Assignment:
Would you print each of the entries below precisely as given?
^^^^
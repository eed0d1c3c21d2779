//! Persisted state of indexed units.
//!
//! Each row records the text and fingerprint a unit had when it was last
//! embedded. This is the "previous" side of every semantic delta: a unit is
//! re-embedded only when its current fingerprint differs from the stored one.

use std::collections::HashMap;

use rusqlite::{params, OptionalExtension};
use serde::{Deserialize, Serialize};

use crate::db::{now_millis, Database};
use crate::error::StoreError;

/// A unit as it was last indexed.
#[derive(Debug, Clone, PartialEq, Eq, Serialize, Deserialize)]
pub struct IndexedUnit {
    /// Page the unit belongs to
    pub page_id: String,
    /// Stable block id
    pub unit_id: String,
    /// Text that was embedded
    pub text: String,
    /// Fingerprint of `text`
    pub fingerprint: String,
}

/// SQLite-backed store of indexed units.
#[derive(Clone)]
pub struct UnitStore {
    db: Database,
}

impl UnitStore {
    /// Create a unit store on top of an open database.
    pub fn new(db: Database) -> Self {
        Self { db }
    }

    /// Load every unit of a page, keyed by unit id.
    pub fn load_page(&self, page_id: &str) -> Result<HashMap<String, IndexedUnit>, StoreError> {
        self.db.with_conn(|conn| {
            let mut stmt = conn.prepare(
                "SELECT page_id, unit_id, text, fingerprint FROM indexed_units WHERE page_id = ?1",
            )?;
            let units = stmt
                .query_map(params![page_id], row_to_unit)?
                .collect::<rusqlite::Result<Vec<_>>>()?;
            Ok(units
                .into_iter()
                .map(|u| (u.unit_id.clone(), u))
                .collect())
        })
    }

    /// Get a single unit.
    pub fn get(&self, page_id: &str, unit_id: &str) -> Result<Option<IndexedUnit>, StoreError> {
        self.db.with_conn(|conn| {
            conn.query_row(
                "SELECT page_id, unit_id, text, fingerprint FROM indexed_units
                 WHERE page_id = ?1 AND unit_id = ?2",
                params![page_id, unit_id],
                row_to_unit,
            )
            .optional()
        })
    }

    /// Insert or replace a unit.
    pub fn upsert(&self, unit: &IndexedUnit) -> Result<(), StoreError> {
        self.db.with_conn(|conn| {
            conn.execute(
                "INSERT INTO indexed_units (page_id, unit_id, text, fingerprint, updated_at)
                 VALUES (?1, ?2, ?3, ?4, ?5)
                 ON CONFLICT(page_id, unit_id) DO UPDATE SET
                    text = excluded.text,
                    fingerprint = excluded.fingerprint,
                    updated_at = excluded.updated_at",
                params![
                    &unit.page_id,
                    &unit.unit_id,
                    &unit.text,
                    &unit.fingerprint,
                    now_millis()
                ],
            )
        })?;
        Ok(())
    }

    /// Remove a unit. Returns whether it existed.
    pub fn remove(&self, page_id: &str, unit_id: &str) -> Result<bool, StoreError> {
        let removed = self.db.with_conn(|conn| {
            conn.execute(
                "DELETE FROM indexed_units WHERE page_id = ?1 AND unit_id = ?2",
                params![page_id, unit_id],
            )
        })?;
        Ok(removed > 0)
    }

    /// Remove every unit of a page. Returns the number removed.
    pub fn remove_page(&self, page_id: &str) -> Result<usize, StoreError> {
        self.db.with_conn(|conn| {
            conn.execute(
                "DELETE FROM indexed_units WHERE page_id = ?1",
                params![page_id],
            )
        })
    }

    /// Total number of indexed units.
    pub fn count(&self) -> Result<usize, StoreError> {
        let count: i64 = self.db.with_conn(|conn| {
            conn.query_row("SELECT COUNT(*) FROM indexed_units", [], |r| r.get(0))
        })?;
        Ok(count as usize)
    }

    /// Number of distinct pages with at least one unit.
    pub fn page_count(&self) -> Result<usize, StoreError> {
        let count: i64 = self.db.with_conn(|conn| {
            conn.query_row(
                "SELECT COUNT(DISTINCT page_id) FROM indexed_units",
                [],
                |r| r.get(0),
            )
        })?;
        Ok(count as usize)
    }
}

fn row_to_unit(row: &rusqlite::Row<'_>) -> rusqlite::Result<IndexedUnit> {
    Ok(IndexedUnit {
        page_id: row.get(0)?,
        unit_id: row.get(1)?,
        text: row.get(2)?,
        fingerprint: row.get(3)?,
    })
}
^^^^
Finished exercise:
repository eed0d1c3c21d2779
//! Persisted state of indexed units.
//!
//! Each row records the text and fingerprint a unit had when it was last
//! embedded. This is the "previous" side of every semantic delta: a unit is
//! re-embedded only when its current fingerprint differs from the stored one.

use std::collections::HashMap;

use rusqlite::{params, OptionalExtension};
use serde::{Deserialize, Serialize};

use crate::db::{now_millis, Database};
use crate::error::StoreError;

/// A unit as it was last indexed.
#[derive(Debug, Clone, PartialEq, Eq, Serialize, Deserialize)]
pub struct IndexedUnit {
    /// Page the unit belongs to
    pub page_id: String,
    /// Stable block id
    pub unit_id: String,
    /// Text that was embedded
    pub text: String,
    /// Fingerprint of `text`
    pub fingerprint: String,
}

/// SQLite-backed store of indexed units.
#[derive(Clone)]
pub struct UnitStore {
    db: Database,
}

impl UnitStore {
    /// Create a unit store on top of an open database.
    pub fn new(db: Database) -> Self {
        Self { db }
    }

    /// Load every unit of a page, keyed by unit id.
    pub fn load_page(&self, page_id: &str) -> Result<HashMap<String, IndexedUnit>, StoreError> {
        self.db.with_conn(|conn| {
            let mut stmt = conn.prepare(
                "SELECT page_id, unit_id, text, fingerprint FROM indexed_units WHERE page_id = ?1",
            )?;
            let units = stmt
                .query_map(params![page_id], row_to_unit)?
                .collect::<rusqlite::Result<Vec<_>>>()?;
            Ok(units
                .into_iter()
                .map(|u| (u.unit_id.clone(), u))
                .collect())
        })
    }

    /// Get a single unit.
    pub fn get(&self, page_id: &str, unit_id: &str) -> Result<Option<IndexedUnit>, StoreError> {
        self.db.with_conn(|conn| {
            conn.query_row(
                "SELECT page_id, unit_id, text, fingerprint FROM indexed_units
                 WHERE page_id = ?1 AND unit_id = ?2",
                params![page_id, unit_id],
                row_to_unit,
            )
            .optional()
        })
    }

    /// Insert or replace a unit.
    pub fn upsert(&self, unit: &IndexedUnit) -> Result<(), StoreError> {
        self.db.with_conn(|conn| {
            conn.execute(
                "INSERT INTO indexed_units (page_id, unit_id, text, fingerprint, updated_at)
                 VALUES (?1, ?2, ?3, ?4, ?5)
                 ON CONFLICT(page_id, unit_id) DO UPDATE SET
                    text = excluded.text,
                    fingerprint = excluded.fingerprint,
                    updated_at = excluded.updated_at",
                params![
                    &unit.page_id,
                    &unit.unit_id,
                    &unit.text,
                    &unit.fingerprint,
                    now_millis()
                ],
            )
        })?;
        Ok(())
    }

    /// Remove a unit. Returns whether it existed.
    pub fn remove(&self, page_id: &str, unit_id: &str) -> Result<bool, StoreError> {
        let removed = self.db.with_conn(|conn| {
            conn.execute(
                "DELETE FROM indexed_units WHERE page_id = ?1 AND unit_id = ?2",
                params![page_id, unit_id],
            )
        })?;
        Ok(removed > 0)
    }

    /// Remove every unit of a page. Returns the number removed.
    pub fn remove_page(&self, page_id: &str) -> Result<usize, StoreError> {
        self.db.with_conn(|conn| {
            conn.execute(
                "DELETE FROM indexed_units WHERE page_id = ?1",
                params![page_id],
            )
        })
    }

    /// Total number of indexed units.
    pub fn count(&self) -> Result<usize, StoreError> {
        let count: i64 = self.db.with_conn(|conn| {
            conn.query_row("SELECT COUNT(*) FROM indexed_units", [], |r| r.get(0))
        })?;
        Ok(count as usize)
    }

    /// Number of distinct pages with at least one unit.
    pub fn page_count(&self) -> Result<usize, StoreError> {
        let count: i64 = self.db.with_conn(|conn| {
            conn.query_row(
                "SELECT COUNT(DISTINCT page_id) FROM indexed_units",
                [],
                |r| r.get(0),
            )
        })?;
        Ok(count as usize)
    }
}

fn row_to_unit(row: &rusqlite::Row<'_>) -> rusqlite::Result<IndexedUnit> {
    Ok(IndexedUnit {
        page_id: row.get(0)?,
        unit_id: row.get(1)?,
        text: row.get(2)?,
        fingerprint: row.get(3)?,
    })
}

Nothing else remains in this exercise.